Review Summary: This album: that's that shit I don't like
The title of Chief Keef’s freshman album implies something pre-determined. It speaks volumes about the 17-year-old’s attitude; it’s not that he, a lower-class teenager from the South Side of Chicago is rich, it’s that he’s finally rich- that this was always going to happen and it taking 17 years required too much patience. It’s an unorthodox attitude to have: his frequent run-ins with the law, including time spent under house arrest for weapons possession while under contract with Interscope, give the impression that he’s a loose cannon whose time spent in the trap has twisted him- an impression that certainly isn’t helped by songs like “Hate Being Sober.” From the outside, he appears to be the exact type of kid you wouldn’t want to be associated with but the implication of the title is that this was always going to happen.
'Finally Rich' shows off a kid who seems to have had everything come to him easily. The album’s opening line, “These bitches love Sosa,” is only the tip of the iceberg. Perhaps as a result of trying to conform to gangsta rap tropes, or maybe because all teenagers are fascinated by money and women, 'Finally Rich' does little more than flaunt Chief Keef’s wealth, upbringing and stable of women. However, beyond that, there’s little substance. The entire album seems to be an act of posturing: Chief goes to great lengths trying to prove that he has had no adversity to overcome and that he’s flawless.
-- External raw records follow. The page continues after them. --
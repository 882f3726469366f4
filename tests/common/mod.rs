//! Shared fixtures for the integration tests.
//!
//! Everything runs against `MemoryBackend`, so no database is needed.

#![allow(dead_code)]

use agm::backend::{Backend, MemoryBackend};
use agm::models::agenda::{Agenda, AgendaId, ItemKind, NewAgenda};
use agm::models::attendance::{AttendanceType, Ballot, NewAttendance};
use agm::models::member::{Member, NewMember};

/// Ids of the standard agenda: `[F1, I2, I3, F4, I5]`.
pub struct Fixture {
    pub backend: MemoryBackend,
    pub members: Vec<Member>,
    pub meeting_a: AgendaId,
    pub budget: AgendaId,
    pub bylaws: AgendaId,
    pub meeting_b: AgendaId,
    pub election: AgendaId,
}

pub fn new_member(unit: &str, name: &str) -> NewMember {
    NewMember {
        unit: unit.to_string(),
        name: name.to_string(),
        proxy: None,
    }
}

pub fn folder(title: &str) -> NewAgenda {
    NewAgenda::Folder {
        title: title.to_string(),
        presentation_url: None,
    }
}

pub fn item(kind: ItemKind, title: &str) -> NewAgenda {
    NewAgenda::Item {
        kind,
        title: title.to_string(),
        presentation_url: None,
        start_page: None,
    }
}

pub async fn insert(backend: &MemoryBackend, new: NewAgenda) -> Agenda {
    backend.insert_agenda(new, None).await.expect("Failed to insert agenda")
}

/// Backend with `roster_size` members and the standard agenda.
pub async fn setup(roster_size: usize) -> Fixture {
    let backend = MemoryBackend::default();

    let rows = (1..=roster_size)
        .map(|i| new_member(&format!("101-{i:03}"), &format!("Owner {i}")))
        .collect();
    let members = backend.import_members(rows).await.expect("Failed to import roster");

    let meeting_a = insert(&backend, NewAgenda::Folder {
        title: "2026 Annual Meeting".into(),
        presentation_url: Some("/files/decks/annual.pdf".into()),
    })
    .await
    .id();
    let budget = insert(&backend, NewAgenda::Item {
        kind: ItemKind::Majority,
        title: "Approve budget".into(),
        presentation_url: None,
        start_page: Some(4),
    })
    .await
    .id();
    let bylaws = insert(&backend, item(ItemKind::TwoThirds, "Amend bylaws")).await.id();
    let meeting_b = insert(&backend, folder("Board Election")).await.id();
    let election = insert(&backend, item(ItemKind::Election, "Elect chair")).await.id();

    Fixture {
        backend,
        members,
        meeting_a,
        budget,
        bylaws,
        meeting_b,
        election,
    }
}

pub fn attendance(member: &Member, meeting_id: AgendaId, kind: AttendanceType) -> NewAttendance {
    NewAttendance {
        member_id: member.id,
        meeting_id,
        kind,
        proxy_name: (kind == AttendanceType::Proxy).then(|| format!("Delegate of {}", member.name)),
        votes: Vec::new(),
    }
}

pub fn written(member: &Member, meeting_id: AgendaId, votes: Vec<Ballot>) -> NewAttendance {
    NewAttendance {
        votes,
        ..attendance(member, meeting_id, AttendanceType::Written)
    }
}

/// Check in the first `direct + proxy + written` members, in that order.
pub async fn check_in_many(fx: &Fixture, meeting_id: AgendaId, direct: usize, proxy: usize, written_n: usize) {
    let kinds = std::iter::repeat_n(AttendanceType::Direct, direct)
        .chain(std::iter::repeat_n(AttendanceType::Proxy, proxy))
        .chain(std::iter::repeat_n(AttendanceType::Written, written_n));
    for (member, kind) in fx.members.iter().zip(kinds) {
        fx.backend
            .upsert_attendance(attendance(member, meeting_id, kind))
            .await
            .expect("Failed to check in");
    }
}
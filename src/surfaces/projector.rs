use serde::Serialize;
use std::time::Instant;
use tokio::sync::mpsc;
use tokio::sync::mpsc::error::TryRecvError;

use crate::backend::Backend;
use crate::bus::{BusMessage, channels, events, generate_presence_key};
use crate::errors::AppError;
use crate::models::agenda::{Agenda, AgendaId, ItemKind};
use crate::models::attendance::AttendanceRecord;
use crate::models::settings::{ProjectorMode, SystemSettings};
use crate::presentation::{DoubleBuffer, LoadPage, Slot, resolve_presentation};
use crate::tally::{
    EffectiveTally, QuorumStatus, compute_meeting_stats, compute_quorum, effective_tally, percent,
    resolve_meeting_context, threshold_phrase,
};

use super::SurfaceRole;
use super::store::Store;

/// IDLE and ADJUSTING show nothing, so they may be set with no projector present.
fn needs_viewer(mode: ProjectorMode) -> bool {
    matches!(mode, ProjectorMode::Ppt | ProjectorMode::Waiting | ProjectorMode::Result)
}

/// Check whether `role` may switch the projector from `current` to `target`.
///
/// Permission is checked before connectivity so a commission console never
/// sees "not connected" for a mode it could not select anyway.
pub fn authorize_mode_change(
    role: SurfaceRole,
    current: ProjectorMode,
    target: ProjectorMode,
    projector_connected: bool,
) -> Result<(), AppError> {
    match role {
        SurfaceRole::Admin => {}
        SurfaceRole::Commission => {
            if target != ProjectorMode::Result {
                return Err(AppError::PermissionDenied(format!(
                    "the commission console can only publish results, not switch to {}",
                    target.as_str()
                )));
            }
        }
        SurfaceRole::Desk | SurfaceRole::Projector => {
            return Err(AppError::PermissionDenied(format!("the {role} surface cannot control the projector")));
        }
    }
    if !projector_connected && needs_viewer(target) {
        return Err(AppError::NotConnected);
    }
    if current == ProjectorMode::Adjusting && target != ProjectorMode::Result {
        return Err(AppError::Validation(
            "Results are being adjusted; publish them again to leave this screen".into(),
        ));
    }
    Ok(())
}

/// Everything the result screen shows for one item.
#[derive(Debug, Clone, PartialEq, Serialize)]
pub struct ResultBoard {
    pub agenda_id: AgendaId,
    pub title: String,
    pub kind: ItemKind,
    pub threshold: &'static str,
    pub total_members: u32,
    /// Attendance as a share of the roster.
    pub attendance_percent: u32,
    pub quorum: QuorumStatus,
    pub tally: EffectiveTally,
}

#[derive(Debug, Clone, PartialEq, Serialize)]
#[serde(tag = "screen", rename_all = "lowercase")]
pub enum ProjectorScreen {
    Idle,
    Slide { url: String, page: u32 },
    Waiting { agenda_id: AgendaId, title: String },
    Adjusting,
    Result(ResultBoard),
}

/// What the audience sees for the given shared state.
///
/// Unknown agendas or missing decks fall back to the idle screen.
pub fn derive_screen(
    settings: &SystemSettings,
    agendas: &[Agenda],
    attendance: &[AttendanceRecord],
    total_members: u32,
) -> ProjectorScreen {
    let data = &settings.projector_data;
    let agenda = data.agenda_id.and_then(|id| agendas.iter().find(|a| a.id() == id));
    match settings.projector_mode {
        ProjectorMode::Idle => ProjectorScreen::Idle,
        ProjectorMode::Adjusting => ProjectorScreen::Adjusting,
        ProjectorMode::Ppt => {
            let Some(agenda) = agenda else {
                return ProjectorScreen::Idle;
            };
            match resolve_presentation(agendas, agenda.id()) {
                Some(target) => ProjectorScreen::Slide {
                    url: target.url,
                    page: data.page.unwrap_or(target.page).max(1),
                },
                None => ProjectorScreen::Idle,
            }
        }
        ProjectorMode::Waiting => match agenda {
            Some(a) => ProjectorScreen::Waiting { agenda_id: a.id(), title: a.title().to_string() },
            None => ProjectorScreen::Idle,
        },
        ProjectorMode::Result => {
            let Some(item) = agenda.and_then(Agenda::as_item) else {
                return ProjectorScreen::Idle;
            };
            let meeting_id = item.meeting_id.or_else(|| resolve_meeting_context(agendas, item.id));
            let live = compute_meeting_stats(meeting_id, attendance);
            let tally = effective_tally(item, live);
            ProjectorScreen::Result(ResultBoard {
                agenda_id: item.id,
                title: item.title.clone(),
                kind: item.kind,
                threshold: threshold_phrase(item.kind),
                total_members,
                attendance_percent: percent(tally.stats.total, total_members),
                quorum: compute_quorum(total_members, &tally.stats, item.kind),
                tally,
            })
        }
    }
}

/// Audience display. Read-only with respect to shared state; it only
/// announces its presence and renders what the settings say.
pub struct ProjectorSurface<B: Backend> {
    backend: B,
    store: Store,
    db_changes: mpsc::UnboundedReceiver<BusMessage>,
    control: mpsc::UnboundedReceiver<BusMessage>,
    slides: DoubleBuffer,
    deck: Option<String>,
    presence_key: String,
    closed: bool,
}

impl<B: Backend> ProjectorSurface<B> {
    pub async fn connect(backend: B, now: Instant) -> Result<Self, AppError> {
        let db_changes = backend.subscribe(channels::DB);
        let control = backend.subscribe(channels::PROJECTOR);
        let store = Store::load(&backend).await?;
        let presence_key = generate_presence_key();
        backend
            .bus()
            .presence()
            .join(channels::PROJECTOR, &presence_key, SurfaceRole::Projector.as_str(), now);
        log::info!("Projector {presence_key} connected");
        Ok(ProjectorSurface {
            backend,
            store,
            db_changes,
            control,
            slides: DoubleBuffer::new(),
            deck: None,
            presence_key,
            closed: false,
        })
    }

    pub fn heartbeat(&self, now: Instant) {
        self.backend
            .bus()
            .presence()
            .heartbeat(channels::PROJECTOR, &self.presence_key, now);
    }

    pub fn is_closed(&self) -> bool {
        self.closed
    }

    pub fn store(&self) -> &Store {
        &self.store
    }

    pub fn screen(&self) -> ProjectorScreen {
        derive_screen(
            self.store.settings(),
            self.store.agendas(),
            self.store.attendance(),
            self.store.total_members(),
        )
    }

    pub fn slides(&self) -> &DoubleBuffer {
        &self.slides
    }

    /// Document currently loaded into the slide buffer.
    pub fn deck(&self) -> Option<&str> {
        self.deck.as_deref()
    }

    /// Apply pending changes and control commands, then drive the slide
    /// buffer. Returns a page to render, if any.
    pub fn sync(&mut self, now: Instant) -> Option<LoadPage> {
        while let Ok(msg) = self.db_changes.try_recv() {
            self.store.apply_message(&msg);
        }
        loop {
            match self.control.try_recv() {
                Ok(msg) if msg.event == events::CLOSE_PROJECTOR => {
                    log::info!("Projector {} closed by remote command", self.presence_key);
                    self.close();
                }
                Ok(_) => {}
                Err(TryRecvError::Empty) | Err(TryRecvError::Disconnected) => break,
            }
        }
        if self.closed {
            return None;
        }
        match self.screen() {
            ProjectorScreen::Slide { url, page } => {
                if self.deck.as_deref() != Some(url.as_str()) {
                    // New document: page numbers in the old slots mean nothing.
                    self.slides = DoubleBuffer::new();
                    self.deck = Some(url);
                }
                self.slides
                    .request(page, now)
                    .or_else(|| self.slides.poll_timeout(now))
            }
            _ => self.slides.poll_timeout(now),
        }
    }

    pub fn on_page_rendered(&mut self, slot: Slot, page: u32, now: Instant) -> Option<LoadPage> {
        self.slides.on_rendered(slot, page, now)
    }

    pub fn on_page_error(&mut self, slot: Slot, now: Instant) -> Option<LoadPage> {
        self.slides.on_error(slot, now)
    }

    pub fn close(&mut self) {
        if !self.closed {
            self.closed = true;
            self.backend.bus().presence().leave(channels::PROJECTOR, &self.presence_key);
        }
    }
}

impl<B: Backend> Drop for ProjectorSurface<B> {
    fn drop(&mut self) {
        self.close();
    }
}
It’s not exactly desirable to hear a cocky kid describe his assets for 45 minutes especially when there’s no impact of having these things. Chief Keef has a lot of money but apparently very few assets and one can only hear about stacks of money so many times before it starts getting stale.
However, lyrical substance rarely needs to be included in the discussion of an album like this. When considering an artist like Waka Flocka Flame, one is distracted by his energy and the beats to the point where the lyrics are inconsequential. 'Finally Rich' should be an experience that indulges the listener with the many pleasures of Chief Keef’s life while providing them with cheap entertainment. The result is the opposite of the intent: the prevalent repetition grinds to the point where even some of the best songs- “Love Sosa,” “Kay Kay”- are rendered nearly unlistenable and the worst of the lot aren’t even worth listening to all the way through. The distractions that keep Flocka relevant are nowhere to be found on 'Finally Rich.' The beats are dominated by aggressive snare rolls and claps that all blend together with the exception of the scattered “bang bangs” or other catchphrases that are egregiously dropped in the background. The imitation Lex Lugers who produced clearly misplaced their cymbal kits and 808’s because both elements- trademarks of the trap beat- are noticeably absent. Chief Keef himself sounds as if he has gravel stuffed in his cheeks and he just swallowed a bottle of Nyquil. His marblemouthed flow is partly to blame for the quality of the beats- it seems that Chief can’t rap fast enough to handle an up-tempo beat.
'Finally Rich' is routine in every way. The homogeneous soundscapes run together to create the impression that the album is one long song and Chief Keef’s one-note rapping and lack of inflection certainly doesn’t help to break the monotony. Even the guest appearances are drab- Young Jeezy sounds bored to be on such a lazy beat, French Montana is barely noticeable and Rick Ross fails to excite on “3hunna.” The hooks are often longer than Chief’s useless verses and rarely even verge on catchy. Overall, 'Finally Rich' sounds like a ‘Bricksquad from the suburbs’ style parody that a couple friends could throw together over the weekend. It’s an album that was obviously made by a spoiled teenager, which ultimately proves to be the only pre-determined quality of the album. Chief Keef may believe he deserves to be rich, but the album shows he also doesn’t feel he needs to work to earn his keep.